Doctors are more likely to recommend oral medications for toenail fungus to people with certain conditions. Patients who have diabetes or a history of cellulitis are commonly prescribed antifungal medications. They are also frequently given to patients who are experiencing pain because of their infection. The two most common prescription medications are Lamisil, also known as terbinafine, and Sporanox, also known as itraconazole.

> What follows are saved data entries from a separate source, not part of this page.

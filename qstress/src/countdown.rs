use std::fmt;
use std::time::Duration;
use tokio::time::Instant;

/// The fixed wall-clock window of a run.
///
/// Computed once before workers start and copied into each of them; nothing about it changes
/// afterwards.
#[derive(Debug, Clone, Copy, PartialEq, Eq)]
pub struct Countdown {
    started: Instant,
    deadline: Instant,
}

impl Countdown {
    pub fn start(duration: Duration) -> Self {
        let started = Instant::now();
        Self {
            started,
            deadline: started + duration,
        }
    }

    pub fn deadline(&self) -> Instant {
        self.deadline
    }

    pub fn duration(&self) -> Duration {
        self.deadline - self.started
    }

    pub fn elapsed(&self) -> Duration {
        self.started.elapsed()
    }

    pub fn remaining(&self) -> Duration {
        self.deadline.saturating_duration_since(Instant::now())
    }

    pub fn is_expired(&self) -> bool {
        Instant::now() >= self.deadline
    }

    /// Remaining whole seconds, rounded up.
    pub fn remaining_secs(&self) -> u64 {
        let remaining = self.remaining();
        remaining.as_secs() + u64::from(remaining.subsec_nanos() > 0)
    }
}

impl fmt::Display for Countdown {
    fn fmt(&self, f: &mut fmt::Formatter<'_>) -> fmt::Result {
        write!(f, "{}", self.remaining_secs())
    }
}
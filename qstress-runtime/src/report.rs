//! CSV result reporting
use qstress_core::{QueryTemplate, ResultRecord};
use std::fs::{self, File};
use std::io;
use std::path::Path;
use thiserror::Error;
#[allow(unused)]
use tracing::{debug, info};

const HEADER: [&str; 5] = ["ExecutionTimeMs", "ThreadId", "Timestamp", "IsError", "ErrorMessage"];
const HEADER_WITH_ID: [&str; 6] = [
    "ExecutionTimeMs",
    "ID",
    "ThreadId",
    "Timestamp",
    "IsError",
    "ErrorMessage",
];

#[derive(Debug, Error)]
pub enum ReportError {
    #[error("{0}")]
    Io(#[from] io::Error),

    #[error("{0}")]
    Csv(#[from] csv::Error),

    #[error("Unable to format timestamp: {0}")]
    Timestamp(#[from] time::error::Format),
}

/// Write `records` as CSV, oldest attempt first.
///
/// The `ID` column is only present when `template` has placeholders.
pub fn write_csv<W>(
    records: &[ResultRecord],
    template: &QueryTemplate,
    writer: W,
) -> Result<(), ReportError>
where
    W: io::Write,
{
    let with_id = template.has_placeholders();
    let mut wtr = csv::Writer::from_writer(writer);

    if with_id {
        wtr.write_record(HEADER_WITH_ID)?;
    } else {
        wtr.write_record(HEADER)?;
    }

    let mut sorted: Vec<&ResultRecord> = records.iter().collect();
    sorted.sort_by_key(|r| r.timestamp);

    for record in sorted {
        let mut row = Vec::with_capacity(6);
        row.push(format!("{:.3}", record.execution_time_ms));
        if with_id {
            row.push(record.parameter_value.to_string());
        }
        row.push(record.worker_id.to_string());
        row.push(record.formatted_timestamp()?);
        row.push(if record.is_error() { "True" } else { "False" }.to_string());
        row.push(record.error_message().unwrap_or_default().to_string());
        wtr.write_record(&row)?;
    }

    wtr.flush()?;
    Ok(())
}

/// Write `records` to `path`, creating any missing parent directories.
pub fn save_results(
    records: &[ResultRecord],
    template: &QueryTemplate,
    path: &Path,
) -> Result<(), ReportError> {
    if let Some(parent) = path.parent().filter(|p| !p.as_os_str().is_empty()) {
        fs::create_dir_all(parent)?;
    }

    let file = File::create(path)?;
    write_csv(records, template, io::BufWriter::new(file))?;
    info!("Wrote {} records to {}", records.len(), path.display());
    Ok(())
}
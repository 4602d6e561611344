// SPDX-FileCopyrightText: 2026 Phoenix R&D GmbH <hello@phnx.im>
//
// SPDX-License-Identifier: AGPL-3.0-or-later

use std::sync::Arc;

use chrono::Utc;
use hbapiclient::{
    auth_api::{AuthUser, SignUpResponse, UserMetadata, Web3Credentials},
    rows::{
        ActivityRow, CommentRow, HackathonChangesRow, HackathonRow, IdeaChangesRow, IdeaRow,
        NewCommentRow, NewHackathonRow, NewIdeaRow, NewProfileRow, NewTaskRow, PrdChangesRow,
        PrdRow, ProfileRow, TaskChangesRow, TaskRow, TechStackChangesRow, TechStackRow, tables,
    },
};
use hbcommon::identifiers::{ActivityId, CommentId, HackathonId, IdeaId, TaskId, UserId};
use hbcoreclient::{DataService, DataServiceError, DataServiceResult};
use parking_lot::Mutex;
use secrecy::{ExposeSecret, SecretString};
use tracing::debug;

use crate::control::BackendControl;

/// How the backend answers sign up requests.
#[derive(Debug, Clone, Copy, Default, PartialEq, Eq)]
pub enum SignUpMode {
    /// The account is confirmed and signed in right away.
    #[default]
    AutoConfirm,
    /// The account is created, but the user has to confirm the email before signing in.
    RequireConfirmation,
    /// The service answers without a user.
    NoUser,
}

#[derive(Debug)]
struct Account {
    user: AuthUser,
    password: Option<String>,
    /// Signature used to sign in with a wallet.
    web3_signature: Option<String>,
}

#[derive(Debug, Default)]
struct Tables {
    accounts: Vec<Account>,
    session: Option<UserId>,
    sign_up_mode: SignUpMode,
    profiles: Vec<ProfileRow>,
    ideas: Vec<IdeaRow>,
    tasks: Vec<TaskRow>,
    comments: Vec<CommentRow>,
    prds: Vec<PrdRow>,
    stacks: Vec<TechStackRow>,
    hackathons: Vec<HackathonRow>,
    activities: Vec<ActivityRow>,
    /// Writes in the order they were applied, e.g. `update ideas`.
    log: Vec<String>,
}

impl Tables {
    fn account(&self, user_id: UserId) -> Option<&Account> {
        self.accounts
            .iter()
            .find(|account| account.user.id == user_id)
    }

    fn idea_mut(&mut self, idea_id: IdeaId) -> DataServiceResult<&mut IdeaRow> {
        self.ideas
            .iter_mut()
            .find(|idea| idea.id == idea_id)
            .ok_or_else(|| DataServiceError::not_found(format!("no idea {idea_id}")))
    }

    fn require_idea(&self, idea_id: IdeaId) -> DataServiceResult<()> {
        if self.ideas.iter().any(|idea| idea.id == idea_id) {
            Ok(())
        } else {
            Err(DataServiceError::rejected(format!(
                "insert violates foreign key constraint: no idea {idea_id}"
            )))
        }
    }

    fn profile_name(&self, user_id: Option<UserId>) -> Option<String> {
        let user_id = user_id?;
        self.profiles
            .iter()
            .find(|profile| profile.id == user_id)
            .map(|profile| profile.name.clone())
    }
}

/// A [`DataService`] keeping all tables in memory.
///
/// Rows are returned in the order the hosted service would return them. Creating an idea
/// appends an entry to the activity feed, like the trigger of the hosted database does.
#[derive(Debug, Clone, Default)]
pub struct InMemoryBackend {
    tables: Arc<Mutex<Tables>>,
    control: BackendControl,
}

impl InMemoryBackend {
    pub fn new() -> Self {
        Self::default()
    }

    pub fn control(&self) -> &BackendControl {
        &self.control
    }

    pub fn set_sign_up_mode(&self, mode: SignUpMode) {
        self.tables.lock().sign_up_mode = mode;
    }

    /// Registers an account with email and password.
    ///
    /// `name` ends up in the account metadata, from which a missing profile is created.
    pub fn add_account(&self, email: &str, password: &str, name: Option<&str>) -> UserId {
        let user = AuthUser {
            id: UserId::random(),
            email: Some(email.to_owned()),
            user_metadata: UserMetadata {
                name: name.map(ToOwned::to_owned),
                avatar_url: None,
            },
        };
        let user_id = user.id;
        self.tables.lock().accounts.push(Account {
            user,
            password: Some(password.to_owned()),
            web3_signature: None,
        });
        user_id
    }

    /// Establishes a session for the account as if restored from disk.
    pub fn restore_session(&self, user_id: UserId) {
        self.tables.lock().session = Some(user_id);
    }

    pub fn session(&self) -> Option<UserId> {
        self.tables.lock().session
    }

    pub fn seed_profile(&self, user_id: UserId, name: &str, role: Option<&str>) {
        self.tables.lock().profiles.push(ProfileRow {
            id: user_id,
            name: name.to_owned(),
            role: role.map(ToOwned::to_owned),
            avatar_url: None,
        });
    }

    pub fn seed_idea(&self, title: &str, hackathon_id: Option<HackathonId>) -> IdeaId {
        let now = Utc::now();
        let row = IdeaRow {
            id: IdeaId::random(),
            title: title.to_owned(),
            description: Some(format!("About {title}")),
            tags: Some(Vec::new()),
            status: Some("Draft".to_owned()),
            level: Some(1),
            progress: Some(0),
            hackathon_id,
            sections: None,
            owner_id: None,
            created_at: Some(now),
            updated_at: Some(now),
        };
        let idea_id = row.id;
        self.tables.lock().ideas.push(row);
        idea_id
    }

    pub fn seed_task(&self, idea_id: IdeaId, text: &str, completed: bool) -> TaskId {
        let row = TaskRow {
            id: TaskId::random(),
            idea_id: Some(idea_id),
            text: text.to_owned(),
            completed: Some(completed),
            created_at: Some(Utc::now()),
        };
        let task_id = row.id;
        self.tables.lock().tasks.push(row);
        task_id
    }

    pub fn seed_hackathon(&self, name: &str) -> HackathonId {
        let row = HackathonRow {
            id: HackathonId::random(),
            name: name.to_owned(),
            deadline: Utc::now(),
            theme: None,
            prizes: None,
            status: Some("Planned".to_owned()),
        };
        let hackathon_id = row.id;
        self.tables.lock().hackathons.push(row);
        hackathon_id
    }

    pub fn seed_activity(&self, user_name: Option<&str>, action: &str, target: &str) {
        self.tables.lock().activities.push(ActivityRow {
            id: ActivityId::random(),
            user_id: None,
            user_name: user_name.map(ToOwned::to_owned),
            action: action.to_owned(),
            target: target.to_owned(),
            timestamp: Some(Utc::now()),
        });
    }

    pub fn idea_row(&self, idea_id: IdeaId) -> Option<IdeaRow> {
        let tables = self.tables.lock();
        tables.ideas.iter().find(|idea| idea.id == idea_id).cloned()
    }

    pub fn idea_rows(&self) -> Vec<IdeaRow> {
        self.tables.lock().ideas.clone()
    }

    pub fn task_rows(&self) -> Vec<TaskRow> {
        self.tables.lock().tasks.clone()
    }

    pub fn comment_rows(&self) -> Vec<CommentRow> {
        self.tables.lock().comments.clone()
    }

    pub fn profile_rows(&self) -> Vec<ProfileRow> {
        self.tables.lock().profiles.clone()
    }

    pub fn prd_row(&self, idea_id: IdeaId) -> Option<PrdRow> {
        let tables = self.tables.lock();
        tables.prds.iter().find(|prd| prd.idea_id == idea_id).cloned()
    }

    pub fn stack_row(&self, idea_id: IdeaId) -> Option<TechStackRow> {
        let tables = self.tables.lock();
        tables
            .stacks
            .iter()
            .find(|stack| stack.idea_id == idea_id)
            .cloned()
    }

    pub fn hackathon_row(&self, hackathon_id: HackathonId) -> Option<HackathonRow> {
        let tables = self.tables.lock();
        tables
            .hackathons
            .iter()
            .find(|hackathon| hackathon.id == hackathon_id)
            .cloned()
    }

    /// The writes applied so far, e.g. `["insert ideas", "delete tasks"]`.
    pub fn write_log(&self) -> Vec<String> {
        self.tables.lock().log.clone()
    }

    /// Waits until writes to `table` are allowed, then applies `f` and logs the write.
    async fn write<T>(
        &self,
        operation: &str,
        table: &'static str,
        f: impl FnOnce(&mut Tables) -> DataServiceResult<T>,
    ) -> DataServiceResult<T> {
        self.control.check_write(table).await?;
        let mut tables = self.tables.lock();
        let value = f(&mut tables)?;
        debug!(operation, table, "Applied write");
        tables.log.push(format!("{operation} {table}"));
        Ok(value)
    }

    /// Waits until reads from `table` are allowed, then applies `f`.
    async fn read<T>(
        &self,
        table: &'static str,
        f: impl FnOnce(&Tables) -> T,
    ) -> DataServiceResult<T> {
        self.control.check_read(table).await?;
        Ok(f(&self.tables.lock()))
    }
}
// SPDX-FileCopyrightText: 2023 Phoenix R&D GmbH <hello@phnx.im>
//
// SPDX-License-Identifier: AGPL-3.0-or-later

use anyhow::Context;
use tracing::{metadata::LevelFilter, subscriber::set_global_default};
use tracing_bunyan_formatter::{BunyanFormattingLayer, JsonStorageLayer};
use tracing_log::LogTracer;
use tracing_subscriber::{EnvFilter, Registry, layer::SubscriberExt};

/// Logs JSON lines to stderr; stdout is reserved for the command output.
pub fn init_logging() -> anyhow::Result<()> {
    let env_filter = EnvFilter::builder()
        .with_default_directive(LevelFilter::INFO.into())
        .from_env_lossy();
    let formatting_layer = BunyanFormattingLayer::new("hackbank".into(), std::io::stderr);
    let registry = Registry::default()
        .with(env_filter)
        .with(JsonStorageLayer)
        .with(formatting_layer);
    LogTracer::init().context("logging already initialized")?;
    set_global_default(registry).context("logging already initialized")?;
    Ok(())
}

Oral medications for toenail fungus come with a high risk for side effects. Before prescribing Lamisil or any other antifungal medication, your doctor is likely to perform blood tests to check for liver function. It is important to let your doctor know if you suffer from liver disease, kidney disease or an autoimmune disease such as lupus. You should also tell your doctor if you have a history of depression prior to taking an oral antifungal medication.

The side effects associated with antifungal medications for toenail fungus vary greatly in terms of severity. Mild side effects include minor skin irritation, unpleasant taste, dizziness or upset stomach. Rarer and more severe side effects include serious skin reaction, weight loss, hearing problems, changes in mood or behavior and liver damage. You should stop taking the medication immediately and contact your doctor if you experience any signs of liver damage such as yellowing of the skin or eyes, dark urine, upper stomach pain or clay-colored stools. In some cases, patients have experienced severe liver damage leading to the need for a liver transplant or death. To reduce the likelihood of major complications, your doctor will closely monitor your liver function while you are taking the prescription.

Oral antifungal medications are usually taken for a course of 12 weeks. To ensure their effectiveness, they need to be taken for the prescribed length of time. Though the fungus should be killed during that time, it will take six months to one year for a new, healthy toenail to grow in and replace the infected one. Even with treatment, reinfection is possible, so it is important to take steps to limit your future exposure to fungus.